Publié le 1 novembre 2019
- A +

Par Vladimir Vodarevski.
Un article de l’Iref-Europe

Google et les droits voisins, nouvel épisode de la guerre déclarée par la presse au célèbre moteur de recherche. Mais aussi, Reworld Media attaqué pour sa reprise de la filiale française de Mondadori, ce qui a provoqué une fuite de nombreux journalistes de Mondadori, 60 % peut-on lire. Deux événements qui se télescopent, symboles des mutations des médias sous l’effet d’internet.

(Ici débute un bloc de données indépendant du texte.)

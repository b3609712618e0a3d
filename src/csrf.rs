use axum_extra::extract::cookie::{Cookie, SameSite, SignedCookieJar};

use crate::forms::FieldErrors;

pub const COOKIE_NAME: &str = "movieboxd_csrf";
pub const FIELD: &str = "csrf_token";

/// Returns the jar's token, minting and storing a new one when absent.
pub fn ensure_token(jar: SignedCookieJar, ttl_secs: i64) -> (SignedCookieJar, String) {
    if let Some(token) = jar.get(COOKIE_NAME).map(|c| c.value().to_string()) {
        return (jar, token);
    }

    let token = uuid::Uuid::new_v4().simple().to_string();
    let cookie = Cookie::build((COOKIE_NAME, token.clone()))
        .path("/")
        .http_only(true)
        .same_site(SameSite::Lax)
        .max_age(time::Duration::seconds(ttl_secs))
        .build();
    (jar.add(cookie), token)
}

pub fn check(jar: &SignedCookieJar, submitted: &str, errors: &mut FieldErrors) {
    match jar.get(COOKIE_NAME) {
        None => errors.push(FIELD, "The CSRF session token is missing."),
        Some(_) if submitted.is_empty() => errors.push(FIELD, "The CSRF token is missing."),
        Some(cookie) if cookie.value() != submitted => {
            errors.push(FIELD, "The CSRF tokens do not match.")
        },
        Some(_) => {},
    }
}

#[cfg(test)]
mod tests {
    use axum_extra::extract::cookie::Key;

    use super::*;

    fn jar() -> SignedCookieJar {
        SignedCookieJar::new(Key::derive_from(&[7u8; 32]))
    }

    #[test]
    fn token_is_minted_once() {
        let (jar, first) = ensure_token(jar(), 60);
        assert_eq!(first.len(), 32);

        let (_, second) = ensure_token(jar, 60);
        assert_eq!(first, second);
    }

    #[test]
    fn matching_token_passes() {
        let (jar, token) = ensure_token(jar(), 60);
        let mut errors = FieldErrors::default();
        check(&jar, &token, &mut errors);
        assert!(errors.is_empty());
    }

    #[test]
    fn missing_cookie_or_token_fails() {
        let mut errors = FieldErrors::default();
        check(&jar(), "anything", &mut errors);
        assert_eq!(errors.fields(), vec![FIELD]);

        let (jar, _) = ensure_token(jar(), 60);
        let mut errors = FieldErrors::default();
        check(&jar, "", &mut errors);
        assert_eq!(errors.fields(), vec![FIELD]);
    }

    #[test]
    fn mismatched_token_fails() {
        let (jar, _) = ensure_token(jar(), 60);
        let mut errors = FieldErrors::default();
        check(&jar, "forged", &mut errors);
        assert_eq!(errors.for_field(FIELD).collect::<Vec<_>>(), vec![
            "The CSRF tokens do not match."
        ]);
    }
}
use sea_orm::{
    ActiveModelTrait, ColumnTrait, DatabaseConnection, DbErr, EntityTrait, QueryFilter,
    QueryOrder, Set, TransactionTrait, sea_query::Expr,
};
use tracing::debug;

use crate::{
    entities::movie,
    error::{AppError, AppResult},
    models::{Movie, MoviePatch, NewMovie},
};

#[derive(Clone)]
pub struct MovieStore {
    db: DatabaseConnection,
}

impl MovieStore {
    pub fn new(db: DatabaseConnection) -> Self {
        Self { db }
    }

    pub async fn create(&self, new: NewMovie) -> AppResult<Movie> {
        let title = new.title.clone();
        let model = movie::ActiveModel {
            id: Default::default(),
            title: Set(new.title),
            year: Set(new.year),
            description: Set(new.description),
            rating: Set(None),
            ranking: Set(None),
            review: Set(None),
            img_url: Set(new.img_url),
        };

        let inserted = model.insert(&self.db).await.map_err(|err| match AppError::from(err) {
            AppError::ConstraintViolation(_) => {
                AppError::ConstraintViolation(format!("\"{title}\" is already in your list"))
            },
            other => other,
        })?;

        debug!(id = inserted.id, title = %inserted.title, "created movie");
        Ok(inserted.into())
    }

    pub async fn read(&self, id: i32) -> AppResult<Movie> {
        let found = movie::Entity::find_by_id(id).one(&self.db).await?;
        found.map(Movie::from).ok_or(AppError::NotFound)
    }

    /// All movies, lowest rating first. Unrated movies sort before rated
    /// ones and ties keep insertion order.
    pub async fn list(&self) -> AppResult<Vec<Movie>> {
        let rows = movie::Entity::find()
            .order_by_asc(movie::Column::Rating)
            .order_by_asc(movie::Column::Id)
            .all(&self.db)
            .await?;
        Ok(rows.into_iter().map(Movie::from).collect())
    }

    pub async fn update(&self, id: i32, patch: MoviePatch) -> AppResult<Movie> {
        let existing =
            movie::Entity::find_by_id(id).one(&self.db).await?.ok_or(AppError::NotFound)?;
        if patch == MoviePatch::default() {
            return Ok(existing.into());
        }

        let mut model: movie::ActiveModel = existing.into();
        if let Some(rating) = patch.rating {
            model.rating = Set(Some(rating));
        }
        if let Some(review) = patch.review {
            model.review = Set(Some(review));
        }

        // The row can vanish between the read and the write.
        let updated = model.update(&self.db).await.map_err(|err| match err {
            DbErr::RecordNotUpdated => AppError::NotFound,
            err => err.into(),
        })?;
        debug!(id = updated.id, rating = ?updated.rating, "updated movie");
        Ok(updated.into())
    }

    pub async fn delete(&self, id: i32) -> AppResult<()> {
        let res = movie::Entity::delete_by_id(id).exec(&self.db).await?;
        if res.rows_affected == 0 {
            return Err(AppError::NotFound);
        }
        debug!(id = id, "deleted movie");
        Ok(())
    }

    /// Writes every movie's `ranking` in a single transaction.
    pub async fn persist_rankings(&self, movies: &[Movie]) -> AppResult<()> {
        let txn = self.db.begin().await?;

        for m in movies {
            movie::Entity::update_many()
                .col_expr(movie::Column::Ranking, Expr::value(m.ranking))
                .filter(movie::Column::Id.eq(m.id))
                .exec(&txn)
                .await?;
        }

        txn.commit().await?;
        debug!(count = movies.len(), "persisted rankings");
        Ok(())
    }
}
pub mod movie;
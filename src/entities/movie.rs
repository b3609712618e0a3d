use sea_orm::entity::prelude::*;

#[derive(Clone, Debug, PartialEq, DeriveEntityModel)]
#[sea_orm(table_name = "movie")]
pub struct Model {
    #[sea_orm(primary_key)]
    pub id: i32,
    #[sea_orm(unique)]
    pub title: String,
    pub year: i32,
    pub description: String,
    #[sea_orm(column_type = "Double", nullable)]
    pub rating: Option<f64>,
    pub ranking: Option<i32>,
    pub review: Option<String>,
    pub img_url: String,
}

#[derive(Copy, Clone, Debug, EnumIter, DeriveRelation)]
pub enum Relation {}

impl ActiveModelBehavior for ActiveModel {}
use jiff::civil::Date;
use reqwest::header::ACCEPT;
use serde::Deserialize;
use tracing::debug;

use crate::{
    error::{AppError, AppResult},
    models::NewMovie,
};

pub struct TmdbClient {
    client: reqwest::Client,
    access_token: String,
    base_url: String,
    language: String,
}

/// One hit from `/search/movie`.
#[derive(Clone, Debug, Deserialize, PartialEq)]
pub struct SearchCandidate {
    pub id: i32,
    pub title: String,
    #[serde(default)]
    pub release_date: Option<String>,
    #[serde(default)]
    pub poster_path: Option<String>,
    #[serde(default)]
    pub overview: Option<String>,
}

/// The subset of `/movie/{id}` we persist.
#[derive(Clone, Debug, Deserialize, PartialEq)]
pub struct MovieDetails {
    pub id: i32,
    pub title: String,
    #[serde(default)]
    pub overview: String,
    #[serde(default)]
    pub release_date: Option<String>,
    #[serde(default)]
    pub poster_path: Option<String>,
}

impl MovieDetails {
    pub fn into_new_movie(self, image_base_url: &str) -> AppResult<NewMovie> {
        let title = self.title.trim();
        if title.is_empty() {
            return Err(AppError::Upstream(format!("movie {} has no title", self.id)));
        }
        let title = title.to_string();

        let year = release_year(self.release_date.as_deref().unwrap_or_default()).map_err(|_| {
            AppError::Upstream(format!("\"{title}\" has no usable release date"))
        })?;

        let img_url = poster_url(image_base_url, self.poster_path.as_deref()).unwrap_or_default();

        Ok(NewMovie { title, year, description: self.overview, img_url })
    }
}

pub fn poster_url(image_base_url: &str, poster_path: Option<&str>) -> Option<String> {
    let path = poster_path.map(|p| p.trim_start_matches('/')).filter(|p| !p.is_empty())?;
    Some(format!("{}/{}", image_base_url.trim_end_matches('/'), path))
}

/// Year portion of a TMDB `YYYY-MM-DD` date.
pub fn release_year(release_date: &str) -> AppResult<i32> {
    let date: Date = release_date.trim().parse()?;
    Ok(i32::from(date.year()))
}

impl TmdbClient {
    pub fn new(
        client: reqwest::Client,
        access_token: String,
        base_url: String,
        language: String,
    ) -> Self {
        if access_token.trim().is_empty() {
            tracing::warn!("Using mock TMDB data - no TMDB_ACCESS_TOKEN provided");
        }

        Self { client, access_token, base_url, language }
    }

    fn is_mock(&self) -> bool {
        self.access_token.trim().is_empty()
    }

    pub async fn search(&self, title: &str) -> AppResult<Vec<SearchCandidate>> {
        if self.is_mock() {
            return Ok(mock::search(title));
        }

        debug!(title = %title, "searching TMDB");

        let url = format!("{}/search/movie", self.base_url.trim_end_matches('/'));
        let resp: SearchResponse = self
            .client
            .get(url)
            .bearer_auth(&self.access_token)
            .header(ACCEPT, "application/json")
            .query(&[
                ("query", title),
                ("include_adult", "false"),
                ("language", self.language.as_str()),
                ("page", "1"),
            ])
            .send()
            .await?
            .error_for_status()?
            .json()
            .await?;

        debug!(title = %title, results = resp.results.len(), "TMDB search done");
        Ok(resp.results)
    }

    pub async fn fetch_details(&self, tmdb_id: i32) -> AppResult<MovieDetails> {
        if self.is_mock() {
            return mock::details(tmdb_id)
                .ok_or_else(|| AppError::Upstream(format!("no movie with id {tmdb_id}")));
        }

        debug!(tmdb_id = tmdb_id, "fetching TMDB details");

        let url = format!("{}/movie/{}", self.base_url.trim_end_matches('/'), tmdb_id);
        let details: MovieDetails = self
            .client
            .get(url)
            .bearer_auth(&self.access_token)
            .header(ACCEPT, "application/json")
            .query(&[("language", self.language.as_str())])
            .send()
            .await?
            .error_for_status()?
            .json()
            .await?;

        Ok(details)
    }
}

#[derive(Debug, Deserialize)]
struct SearchResponse {
    results: Vec<SearchCandidate>,
}

mod mock {
    use super::{MovieDetails, SearchCandidate};

    const CATALOGUE: &[(i32, &str, &str, &str, &str)] = &[
        (
            27205,
            "Inception",
            "2010-07-15",
            "/oYuLEt3zVCKq57qu2F8dT7NIa6f.jpg",
            "Cobb, a skilled thief who commits corporate espionage by infiltrating the subconscious of his targets is offered a chance to regain his old life as payment for a task considered to be impossible.",
        ),
        (
            550,
            "Fight Club",
            "1999-10-15",
            "/pB8BM7pdSp6B6Ih7QZ4DrQ3PmJK.jpg",
            "A ticking-time-bomb insomniac and a slippery soap salesman channel primal male aggression into a shocking new form of therapy.",
        ),
        (
            1817,
            "Phone Booth",
            "2002-11-14",
            "/tjrX2oWRCM3Tvarz38zlZM7Uc10.jpg",
            "Publicist Stuart Shepard finds himself trapped in a phone booth, pinned down by an extortionist's sniper rifle.",
        ),
    ];

    pub(super) fn search(title: &str) -> Vec<SearchCandidate> {
        let needle = title.trim().to_lowercase();
        CATALOGUE
            .iter()
            .filter(|(_, t, ..)| t.to_lowercase().contains(&needle))
            .map(|&(id, title, release_date, poster_path, overview)| SearchCandidate {
                id,
                title: title.to_string(),
                release_date: Some(release_date.to_string()),
                poster_path: Some(poster_path.to_string()),
                overview: Some(overview.to_string()),
            })
            .collect()
    }

    pub(super) fn details(tmdb_id: i32) -> Option<MovieDetails> {
        CATALOGUE.iter().find(|(id, ..)| *id == tmdb_id).map(
            |&(id, title, release_date, poster_path, overview)| MovieDetails {
                id,
                title: title.to_string(),
                overview: overview.to_string(),
                release_date: Some(release_date.to_string()),
                poster_path: Some(poster_path.to_string()),
            },
        )
    }
}
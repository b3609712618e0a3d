use migration::Migrator;
use sea_orm::{ConnectOptions, ConnectionTrait, Database, DatabaseConnection, Statement};
use sea_orm_migration::MigratorTrait;

use crate::error::AppResult;

const PRAGMAS: &[&str] =
    &["PRAGMA journal_mode=WAL", "PRAGMA synchronous=NORMAL", "PRAGMA cache_size=-64000"];

pub async fn connect_and_migrate(database_url: &str) -> AppResult<DatabaseConnection> {
    let mut opts = ConnectOptions::new(database_url);
    // An in-memory database lives and dies with its connection.
    if database_url.contains(":memory:") {
        opts.max_connections(1).min_connections(1);
    }

    let db = Database::connect(opts).await?;

    for pragma in PRAGMAS {
        db.execute(Statement::from_string(db.get_database_backend(), pragma.to_string())).await?;
    }

    Migrator::up(&db, None).await?;
    tracing::debug!(database_url = %database_url, "database ready");
    Ok(db)
}

#[cfg(test)]
pub async fn memory() -> DatabaseConnection {
    connect_and_migrate("sqlite::memory:").await.unwrap()
}
use sea_orm_migration::prelude::*;

#[async_std::main]
async fn main() {
    cli::run_cli(migration::Migrator).await;
}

D’un côté, des médias en perte de vitesse qui veulent être rémunérés pour l’indexation par Google, principal pourvoyeur d’audience, de quelques lignes de leurs articles, se plaignant des pertes de revenus que génère internet. De l’autre, un groupe qui reprend des titres de presse pour les relancer, en mettant l’accent sur le numérique, mais sans abandonner les versions imprimées, le print comme on dit. Deux mondes qui s’affrontent, l’ancien et le moderne. C’est une transformation de grande ampleur qui a touché les médias, ce n’est pas simplement une crise de la presse.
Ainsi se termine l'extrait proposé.